### TASK PROMPT
In the records below, find each line containing the word "inválidas" and copy it.

### DATASET RECORDS
⟨
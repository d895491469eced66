pub mod account;
pub mod company;
pub mod grant;
pub mod scheduling;
pub mod staffing_request;
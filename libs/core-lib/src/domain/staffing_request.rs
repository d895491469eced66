use chrono::{DateTime, Utc};
use serde::Serialize;

#[derive(Debug, Clone, PartialEq, Eq, Serialize)]
pub struct StaffingRequest {
    pub id: i64,
    pub client_id: i64,
    pub provider_id: i64,
    pub contract_id: i64,
    pub requester_profile_id: i64,
    pub created_at: DateTime<Utc>,
    pub professional_type: String,
    pub shift: String,
    pub notes: String,
}

#[derive(Debug, Clone)]
pub struct NewStaffingRequest {
    pub client_id: i64,
    pub provider_id: i64,
    pub contract_id: i64,
    pub requester_profile_id: i64,
    pub professional_type: String,
    pub shift: String,
    pub notes: String,
}

/// A request joined with the names shown on the listing page.
#[derive(Debug, Clone, PartialEq, Eq, Serialize)]
pub struct RequestSummary {
    pub request: StaffingRequest,
    pub client_name: String,
    pub provider_name: String,
}
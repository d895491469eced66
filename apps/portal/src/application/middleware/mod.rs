pub mod session;

pub use session::{Session, SessionUser, require_session};
use crate::AppState;
use crate::application::{
    ApplicationError,
    forms::{FieldErrors, NewRequestForm},
    middleware::{Session, session::set_flash},
    pages::{Message, new_request_page},
};
use axum::{
    Extension, Form,
    extract::State,
    http::StatusCode,
    response::{IntoResponse, Redirect, Response},
};
use core_lib::{
    Command, CommandHandler, CoreError, Repository, SchedulingApi,
    domain::{
        scheduling::RequestSubmission,
        staffing_request::{NewStaffingRequest, StaffingRequest},
    },
};
use std::sync::Arc;
use tracing::{info, warn};

use super::login::LIST_PATH;

#[derive(Debug, Clone)]
pub struct SubmitRequest {
    pub profile_id: i64,
    pub professional_type: String,
    pub shift: String,
    pub notes: String,
}

impl Command for SubmitRequest {}

/// Persists a staffing request, then mirrors it to the scheduling service.
/// The local row stands even when mirroring fails.
pub struct SubmitRequestHandler {
    repository: Arc<dyn Repository>,
    scheduling: Arc<dyn SchedulingApi>,
}

impl SubmitRequestHandler {
    pub fn new(repository: Arc<dyn Repository>, scheduling: Arc<dyn SchedulingApi>) -> Self {
        Self {
            repository,
            scheduling,
        }
    }
}

impl CommandHandler<SubmitRequest> for SubmitRequestHandler {
    type Output = StaffingRequest;

    async fn handle(&self, command: SubmitRequest) -> Result<StaffingRequest, CoreError> {
        // The oldest grant decides contract, client and provider.
        let grant = self
            .repository
            .grants_for_profile(command.profile_id)
            .await?
            .into_iter()
            .next()
            .ok_or_else(|| {
                CoreError::Precondition("Nenhum token associado ao seu usuário.".into())
            })?;
        let provider_id = grant.provider_id.ok_or_else(|| {
            CoreError::Precondition("O token associado não possui fornecedor.".into())
        })?;
        let contract = self
            .repository
            .find_contract(grant.contract_id)
            .await?
            .ok_or_else(|| CoreError::NotFound(format!("contract {}", grant.contract_id)))?;

        let stored = self
            .repository
            .insert_request(NewStaffingRequest {
                client_id: contract.client_id,
                provider_id,
                contract_id: contract.id,
                requester_profile_id: command.profile_id,
                professional_type: command.professional_type,
                shift: command.shift,
                notes: command.notes,
            })
            .await?;
        info!(
            "Staffing request {} stored for provider {}",
            stored.id, stored.provider_id
        );

        let submission = RequestSubmission {
            tipo_profissional: stored.professional_type.clone(),
            jornada: stored.shift.clone(),
            observacoes: stored.notes.clone(),
            usuario_solicitante_id: stored.requester_profile_id,
            cli_fornec_id: stored.client_id,
            empresa_contratante_id: stored.provider_id,
            contrato_id: stored.contract_id,
        };
        if let Err(e) = self.scheduling.submit_request(&submission).await {
            warn!(
                "Staffing request {} was not mirrored to the scheduling service: {}",
                stored.id, e
            );
        }

        Ok(stored)
    }
}

// GET /nova/
pub async fn show_new_request_form() -> Result<Response, ApplicationError> {
    new_request_page(StatusCode::OK, &[], &FieldErrors::default())
}

// POST /nova/
pub async fn handle_new_request(
    State(state): State<AppState>,
    Extension(session): Extension<Session>,
    Form(payload): Form<NewRequestForm>,
) -> Result<Response, ApplicationError> {
    let valid = match payload.validate() {
        Ok(valid) => valid,
        Err(errors) => return new_request_page(StatusCode::UNPROCESSABLE_ENTITY, &[], &errors),
    };

    let handler = SubmitRequestHandler::new(state.repo.clone(), state.scheduling.clone());
    let command = SubmitRequest {
        profile_id: session.user.profile_id,
        professional_type: valid.professional_type,
        shift: valid.shift,
        notes: valid.notes,
    };

    match handler.handle(command).await {
        Ok(_) => {
            set_flash(
                state.sessions.as_ref(),
                &session.id,
                "Solicitação criada com sucesso!",
            )
            .await;
            Ok(Redirect::to(LIST_PATH).into_response())
        }
        Err(CoreError::Precondition(message)) => new_request_page(
            StatusCode::BAD_REQUEST,
            &[Message::error(message)],
            &FieldErrors::default(),
        ),
        Err(e) => Err(e.into()),
    }
}

#[cfg(test)]
mod tests {
    use super::*;
    use core_lib::{
        adapters::{
            in_memory_repository::InMemoryRepository, in_memory_scheduling::InMemorySchedulingApi,
        },
        domain::{
            account::NewAccount,
            company::{ClientUpsert, ProviderUpsert},
            grant::Redemption,
        },
    };

    async fn profile_with_grant(repo: &InMemoryRepository, grant: bool) -> i64 {
        let account = repo
            .create_account(NewAccount {
                email: "req@example.com".into(),
                password_hash: "hash".into(),
                full_name: "Req User".into(),
            })
            .await
            .unwrap();
        if grant {
            repo.record_redemption(Redemption {
                profile_id: account.profile.id,
                token: "abc123".into(),
                client_email: "c@x.com".into(),
                provider: ProviderUpsert {
                    tax_id: "111".into(),
                    name: "ProvCo".into(),
                    email: "c@x.com".into(),
                    system_url: "http://escala.local/".into(),
                },
                client: ClientUpsert {
                    tax_id: "222".into(),
                    name: "ClientCo".into(),
                    email: "c@x.com".into(),
                    phone: "555".into(),
                },
                contract_id: 7,
            })
            .await
            .unwrap();
        }
        account.profile.id
    }

    fn command(profile_id: i64) -> SubmitRequest {
        SubmitRequest {
            profile_id,
            professional_type: "Enfermeiro".into(),
            shift: "12x36".into(),
            notes: "Plantão noturno".into(),
        }
    }

    #[tokio::test]
    async fn test_submit_stores_and_mirrors() {
        let repo = InMemoryRepository::default();
        let api = InMemorySchedulingApi::default();
        let profile_id = profile_with_grant(&repo, true).await;
        let handler = SubmitRequestHandler::new(Arc::new(repo.clone()), Arc::new(api.clone()));

        let stored = handler.handle(command(profile_id)).await.unwrap();

        let provider = repo.find_provider_by_tax_id("111").await.unwrap().unwrap();
        let client = repo.find_client_by_tax_id("222").await.unwrap().unwrap();
        assert_eq!(stored.provider_id, provider.id);
        assert_eq!(stored.client_id, client.id);
        assert_eq!(stored.contract_id, 7);

        let sent = api.submissions();
        assert_eq!(sent.len(), 1);
        assert_eq!(sent[0].contrato_id, 7);
        assert_eq!(sent[0].usuario_solicitante_id, profile_id);
        assert_eq!(sent[0].empresa_contratante_id, provider.id);
        assert_eq!(sent[0].cli_fornec_id, client.id);
    }

    #[tokio::test]
    async fn test_mirroring_failure_keeps_local_row() {
        let repo = InMemoryRepository::default();
        let api = InMemorySchedulingApi::default();
        api.set_fail_submit(true);
        let profile_id = profile_with_grant(&repo, true).await;
        let handler = SubmitRequestHandler::new(Arc::new(repo.clone()), Arc::new(api.clone()));

        let stored = handler.handle(command(profile_id)).await.unwrap();

        let visible = repo
            .requests_for_providers(&[stored.provider_id])
            .await
            .unwrap();
        assert_eq!(visible.len(), 1);
        assert_eq!(api.submissions().len(), 1);
    }

    #[tokio::test]
    async fn test_profile_without_grants_is_a_precondition_error() {
        let repo = InMemoryRepository::default();
        let api = InMemorySchedulingApi::default();
        let profile_id = profile_with_grant(&repo, false).await;
        let handler = SubmitRequestHandler::new(Arc::new(repo.clone()), Arc::new(api.clone()));

        let result = handler.handle(command(profile_id)).await;

        assert!(matches!(result, Err(CoreError::Precondition(_))));
        assert!(api.submissions().is_empty());
    }
}
mod common;

use common::{PASSWORD, location, session_cookie, setup_test_app, validation};
use core_lib::Repository;
use http::StatusCode;

#[tokio::test]
async fn test_registration_with_valid_token_logs_in() {
    let app = setup_test_app();
    app.scheduling.issue_token("abc123", validation("111", "ProvCo", 7));

    let response = app.register("new@example.com", "New User", "abc123").await;

    assert_eq!(response.status_code(), StatusCode::SEE_OTHER);
    assert_eq!(location(&response), "/listar");
    assert!(app.scheduling.is_consumed("abc123"));

    let identity = app
        .repo
        .find_identity_by_email("new@example.com")
        .await
        .unwrap()
        .expect("identity created");
    let profile = app
        .repo
        .find_profile_by_identity(identity.id)
        .await
        .unwrap()
        .expect("profile created");
    let grants = app.repo.grants_for_profile(profile.id).await.unwrap();
    assert_eq!(grants.len(), 1);
    assert_eq!(grants[0].contract_id, 7);

    let provider = app.repo.find_provider_by_tax_id("111").await.unwrap().unwrap();
    assert_eq!(provider.system_url, common::SCHEDULING_URL);
    assert!(app.repo.find_client_by_tax_id("222").await.unwrap().is_some());

    let listing = app
        .get_with_session("/listar", &session_cookie(&response))
        .await;
    let body = listing.text();
    assert!(body.contains("Usuário cadastrado com sucesso!"));
    assert!(body.contains("New User"));
}

#[tokio::test]
async fn test_registration_with_invalid_token_does_not_keep_identity() {
    let app = setup_test_app();

    let response = app.register("new@example.com", "New User", "bogus").await;

    assert_eq!(response.status_code(), StatusCode::BAD_REQUEST);
    assert!(response.text().contains("Token inválido. Usuário não foi criado."));
    assert!(
        app.repo
            .find_identity_by_email("new@example.com")
            .await
            .unwrap()
            .is_none()
    );
}

#[tokio::test]
async fn test_registration_failing_consumption_does_not_keep_identity() {
    let app = setup_test_app();
    app.scheduling.issue_token("abc123", validation("111", "ProvCo", 7));
    app.scheduling.set_fail_consume(true);

    let response = app.register("new@example.com", "New User", "abc123").await;

    assert_eq!(response.status_code(), StatusCode::BAD_REQUEST);
    assert!(
        app.repo
            .find_identity_by_email("new@example.com")
            .await
            .unwrap()
            .is_none()
    );
    assert!(app.repo.find_provider_by_tax_id("111").await.unwrap().is_none());
}

#[tokio::test]
async fn test_registration_of_existing_email_links_token() {
    let app = setup_test_app();
    let existing = app.account_without_grants("user@example.com").await;
    app.scheduling.issue_token("abc123", validation("111", "ProvCo", 7));

    let response = app.register("User@Example.com", "Another Name", "abc123").await;

    assert_eq!(response.status_code(), StatusCode::SEE_OTHER);
    let identity = app
        .repo
        .find_identity_by_email("user@example.com")
        .await
        .unwrap()
        .unwrap();
    assert_eq!(identity.id, existing.identity.id);
    let profile = app.repo.find_profile_by_identity(identity.id).await.unwrap().unwrap();
    assert_eq!(profile.full_name, "No Grants");
    assert_eq!(app.repo.grants_for_profile(profile.id).await.unwrap().len(), 1);

    let listing = app
        .get_with_session("/listar", &session_cookie(&response))
        .await;
    assert!(listing.text().contains("Token associado com sucesso!"));
}

#[tokio::test]
async fn test_registration_of_existing_email_with_wrong_password() {
    let app = setup_test_app();
    app.account_without_grants("user@example.com").await;
    app.scheduling.issue_token("abc123", validation("111", "ProvCo", 7));

    let response = app
        .server
        .post("/cadastro/")
        .form(&[
            ("email", "user@example.com"),
            ("nome_completo", "Someone"),
            ("password1", "otherpass999"),
            ("password2", "otherpass999"),
            ("token", "abc123"),
        ])
        .await;

    assert_eq!(response.status_code(), StatusCode::UNAUTHORIZED);
    assert!(response.text().contains("Credenciais inválidas para usuário existente."));
    assert!(!app.scheduling.is_consumed("abc123"));
}

#[tokio::test]
async fn test_registration_with_used_token_for_existing_email() {
    let app = setup_test_app();
    app.registered_session("first@example.com", "abc123", "111", 7)
        .await;
    app.account_without_grants("second@example.com").await;

    let response = app.register("second@example.com", "Second", "abc123").await;

    assert_eq!(response.status_code(), StatusCode::BAD_REQUEST);
    assert!(response.text().contains("Token inválido ou já utilizado."));
    assert!(
        app.repo
            .find_identity_by_email("second@example.com")
            .await
            .unwrap()
            .is_some()
    );
}

#[tokio::test]
async fn test_registration_form_errors() {
    let app = setup_test_app();

    let response = app
        .server
        .post("/cadastro/")
        .form(&[
            ("email", "not-an-email"),
            ("nome_completo", "New User"),
            ("password1", PASSWORD),
            ("password2", "differentpass456"),
            ("token", ""),
        ])
        .await;

    assert_eq!(response.status_code(), StatusCode::UNPROCESSABLE_ENTITY);
    let body = response.text();
    assert!(body.contains("<strong>email</strong>"));
    assert!(body.contains("<strong>password2</strong>"));
    assert!(body.contains("<strong>token</strong>"));
}

#[tokio::test]
async fn test_add_token_links_additional_grant() {
    let app = setup_test_app();
    app.registered_session("user@example.com", "first", "111", 7)
        .await;
    app.scheduling.issue_token("second", validation("333", "OtherProv", 8));

    let response = app
        .server
        .post("/add-token/")
        .form(&[
            ("email", "user@example.com"),
            ("senha", PASSWORD),
            ("token", "second"),
        ])
        .await;

    assert_eq!(response.status_code(), StatusCode::SEE_OTHER);
    assert_eq!(location(&response), "/listar");
    let identity = app
        .repo
        .find_identity_by_email("user@example.com")
        .await
        .unwrap()
        .unwrap();
    let profile = app.repo.find_profile_by_identity(identity.id).await.unwrap().unwrap();
    assert_eq!(app.repo.grants_for_profile(profile.id).await.unwrap().len(), 2);

    let listing = app
        .get_with_session("/listar", &session_cookie(&response))
        .await;
    assert!(listing.text().contains("Token adicionado com sucesso."));
}

#[tokio::test]
async fn test_add_token_with_invalid_credentials() {
    let app = setup_test_app();
    app.account_without_grants("user@example.com").await;
    app.scheduling.issue_token("abc123", validation("111", "ProvCo", 7));

    let response = app
        .server
        .post("/add-token/")
        .form(&[
            ("email", "user@example.com"),
            ("senha", "wrong_password_456"),
            ("token", "abc123"),
        ])
        .await;

    assert_eq!(response.status_code(), StatusCode::UNAUTHORIZED);
    assert!(response.text().contains("Credenciais inválidas."));
    assert!(!app.scheduling.is_consumed("abc123"));
}

#[tokio::test]
async fn test_add_token_with_unknown_token() {
    let app = setup_test_app();
    let account = app.account_without_grants("user@example.com").await;

    let response = app
        .server
        .post("/add-token/")
        .form(&[
            ("email", "user@example.com"),
            ("senha", PASSWORD),
            ("token", "bogus"),
        ])
        .await;

    assert_eq!(response.status_code(), StatusCode::BAD_REQUEST);
    assert!(response.text().contains("Token inválido ou já utilizado."));
    assert!(
        app.repo
            .grants_for_profile(account.profile.id)
            .await
            .unwrap()
            .is_empty()
    );
}
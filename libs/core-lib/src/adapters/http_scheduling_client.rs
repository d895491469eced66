use crate::{
    CoreError, SchedulingApi,
    domain::scheduling::{RequestSubmission, TokenValidation},
};
use async_trait::async_trait;
use reqwest::{Client, StatusCode, Url};
use std::time::Duration;
use tracing::{debug, info, warn};

/// `SchedulingApi` adapter talking JSON over HTTP to the scheduling service.
#[derive(Debug, Clone)]
pub struct HttpSchedulingClient {
    client: Client,
    base_url: Url,
}

impl HttpSchedulingClient {
    pub fn new(base_url: Url, timeout: Duration) -> Result<Self, CoreError> {
        let client = Client::builder()
            .timeout(timeout)
            .build()
            .map_err(|e| CoreError::Configuration(format!("HTTP client: {e}")))?;
        Ok(Self { client, base_url })
    }

    /// Appends `segments` to the base URL, percent-encoding each one.
    fn endpoint(&self, segments: &[&str]) -> Result<Url, CoreError> {
        let mut url = self.base_url.clone();
        url.path_segments_mut()
            .map_err(|()| {
                CoreError::Configuration(format!("{} cannot be a base URL", self.base_url))
            })?
            .pop_if_empty()
            .extend(segments);
        Ok(url)
    }
}

#[async_trait]
impl SchedulingApi for HttpSchedulingClient {
    async fn validate_token(&self, token: &str) -> Option<TokenValidation> {
        let url = self
            .endpoint(&["solicitacao-token", "validar", token])
            .ok()?;
        let response = match self.client.get(url).send().await {
            Ok(response) => response,
            Err(e) => {
                warn!("Token validation request failed: {}", e);
                return None;
            }
        };

        if response.status() != StatusCode::OK {
            debug!("Token validation returned {}", response.status());
            return None;
        }

        match response.json::<TokenValidation>().await {
            Ok(validation) => Some(validation),
            Err(e) => {
                warn!("Unreadable token validation body: {}", e);
                None
            }
        }
    }

    async fn consume_token(&self, token: &str) -> bool {
        let Ok(url) = self.endpoint(&["solicitacao-token", "utilizar", token]) else {
            return false;
        };
        match self.client.put(url).send().await {
            Ok(response) if response.status() == StatusCode::OK => true,
            Ok(response) => {
                warn!("Token consumption returned {}", response.status());
                false
            }
            Err(e) => {
                warn!("Token consumption request failed: {}", e);
                false
            }
        }
    }

    async fn submit_request(&self, submission: &RequestSubmission) -> Result<(), CoreError> {
        let url = self.endpoint(&["solicitacoes", "criar"])?;
        let response = self
            .client
            .post(url)
            .json(submission)
            .send()
            .await
            .map_err(|e| CoreError::Remote(e.to_string()))?;

        let status = response.status();
        if status == StatusCode::OK {
            info!("Request mirrored to scheduling service");
            return Ok(());
        }
        let body = response.text().await.unwrap_or_default();
        Err(CoreError::Remote(format!("status {status}: {body}")))
    }
}
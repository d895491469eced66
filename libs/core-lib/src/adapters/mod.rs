// Declare modules within the adapters directory
pub mod http_scheduling_client;
pub mod in_memory_cache;
pub mod in_memory_repository;
pub mod in_memory_scheduling;
pub mod postgres_repository;
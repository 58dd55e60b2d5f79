use std::f64::consts::{FRAC_PI_2, PI};

use super::{ProjectionError, WorldFile};
use crate::{
	lonlat::normal_lon,
	nav::{M_PER_NM, NM_PER_DEG},
	LatLon,
	PixelPoint,
};

/// Upper bound on latitude refinement steps in [`LambertProjection::pixel_to_lat_lon`]. Real charts settle in three
/// or four.
pub const MAX_ITERATIONS: u32 = 50;

const METRES_PER_RADIAN: f64 = M_PER_NM * NM_PER_DEG * 180.0 / PI;

/// The ellipsoid and cone of a Lambert Conformal Conic chart, in degrees and metres.
#[derive(Copy, Clone, Debug, PartialEq)]
pub struct LambertParams {
	pub center_lat: f64,
	pub center_lon: f64,
	pub std_parallel_1: f64,
	pub std_parallel_2: f64,
	pub semi_major_m: f64,
	pub semi_minor_m: f64,
}

/// Ellipsoidal Lambert Conformal Conic projection, used by sectionals and other VFR charts.
///
/// Formulae from Snyder, *Map Projections: A Working Manual* (USGS Professional Paper 1395), pp. 107-108.
#[derive(Clone, Debug)]
pub struct LambertProjection {
	e: f64,
	f_a: f64,
	lam0: f64,
	n: f64,
	phi0: f64,
	rho0: f64,
	pixel_to_en: WorldFile,
	en_to_pixel: WorldFile,
	pixel_size_m: f64,
}

impl LambertProjection {
	/// `pixel_to_en` is the chart's world file, mapping image pixels to easting/northing in metres.
	pub fn new(params: LambertParams, pixel_to_en: WorldFile) -> Result<Self, ProjectionError> {
		let en_to_pixel = pixel_to_en.invert()?;

		let lam0 = params.center_lon.to_radians();
		let phi0 = params.center_lat.to_radians();
		let phi1 = params.std_parallel_1.to_radians();
		let phi2 = params.std_parallel_2.to_radians();
		let (a, b) = (params.semi_major_m, params.semi_minor_m);
		let e = (1.0 - (b * b) / (a * a)).sqrt();

		// 14-15
		let m1 = eq14_15(e, phi1);
		let m2 = eq14_15(e, phi2);
		// 15-9a
		let t0 = eq15_9a(e, phi0);
		let t1 = eq15_9a(e, phi1);
		let t2 = eq15_9a(e, phi2);
		// 15-8, or 15-4 for a tangent cone
		let n = if (phi1 - phi2).abs() < 1e-12 {
			phi1.sin()
		} else {
			(m1.ln() - m2.ln()) / (t1.ln() - t2.ln())
		};
		// 15-10
		let f = m1 / (n * t1.powf(n));
		let f_a = f * a;
		// 15-7a
		let rho0 = f_a * t0.powf(n);

		Ok(Self {
			e,
			f_a,
			lam0,
			n,
			phi0,
			rho0,
			pixel_to_en,
			en_to_pixel,
			pixel_size_m: pixel_to_en.y_gradient(),
		})
	}

	pub fn lat_lon_to_pixel(&self, pos: LatLon) -> PixelPoint {
		let (easting, northing) = self.lat_lon_to_en(pos);
		let (x, y) = self.en_to_pixel.apply(easting, northing);
		PixelPoint { x, y }
	}

	/// Iterates on latitude until the northing it implies is within a pixel of the target.
	pub fn pixel_to_lat_lon(&self, pixel: PixelPoint) -> Result<LatLon, ProjectionError> {
		let (easting, northing) = self.pixel_to_en.apply(pixel.x, pixel.y);

		// 14-11, with the signs flipped for a cone opening northwards
		let theta = if self.n >= 0.0 {
			easting.atan2(self.rho0 - northing)
		} else {
			(-easting).atan2(northing - self.rho0)
		};
		let lam = theta / self.n + self.lam0;
		let cos_theta = theta.cos();

		let mut phi = self.phi0;
		let mut residual = f64::NAN;
		for _ in 0..MAX_ITERATIONS {
			let rho = self.f_a * eq15_9a(self.e, phi).powf(self.n);
			residual = northing - (self.rho0 - rho * cos_theta);
			phi += residual / METRES_PER_RADIAN;

			if residual.abs() <= self.pixel_size_m {
				return Ok(LatLon {
					lat: phi.to_degrees(),
					lon: normal_lon(lam.to_degrees()),
				});
			}
		}

		log::debug!(
			"Lambert inverse of ({}, {}) gave up with {}m residual",
			pixel.x,
			pixel.y,
			residual
		);
		Err(ProjectionError::NonConvergent {
			iterations: MAX_ITERATIONS,
			residual_m: residual,
		})
	}

	/// Metres east of the central meridian and north of the origin latitude.
	pub fn lat_lon_to_en(&self, pos: LatLon) -> (f64, f64) {
		let phi = pos.lat.clamp(-90.0, 90.0).to_radians();
		let mut lam = pos.lon.to_radians();
		while lam < self.lam0 - PI {
			lam += 2.0 * PI;
		}
		while lam > self.lam0 + PI {
			lam -= 2.0 * PI;
		}

		// 15-7
		let rho = self.f_a * eq15_9a(self.e, phi).powf(self.n);
		// 14-4
		let theta = self.n * (lam - self.lam0);
		// 14-1, 14-2
		(rho * theta.sin(), self.rho0 - rho * theta.cos())
	}

	/// Ground size of one chart pixel, in metres of northing.
	pub fn pixel_size_m(&self) -> f64 { self.pixel_size_m }

	pub fn cone_constant(&self) -> f64 { self.n }
}

fn eq14_15(e: f64, phi: f64) -> f64 {
	let w = e * phi.sin();
	phi.cos() / (1.0 - w * w).sqrt()
}

fn eq15_9a(e: f64, phi: f64) -> f64 {
	let phi = phi.clamp(-FRAC_PI_2, FRAC_PI_2);
	let sin_phi = phi.sin();
	let u = (1.0 - sin_phi) / (1.0 + sin_phi);
	let v = (1.0 + e * sin_phi) / (1.0 - e * sin_phi);
	(u * v.powf(e)).sqrt()
}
⟩
### YOUR RESPONSE
    assert!(response.text().contains("Credenciais inválidas para usuário existente."));
    assert!(response.text().contains("Credenciais inválidas."));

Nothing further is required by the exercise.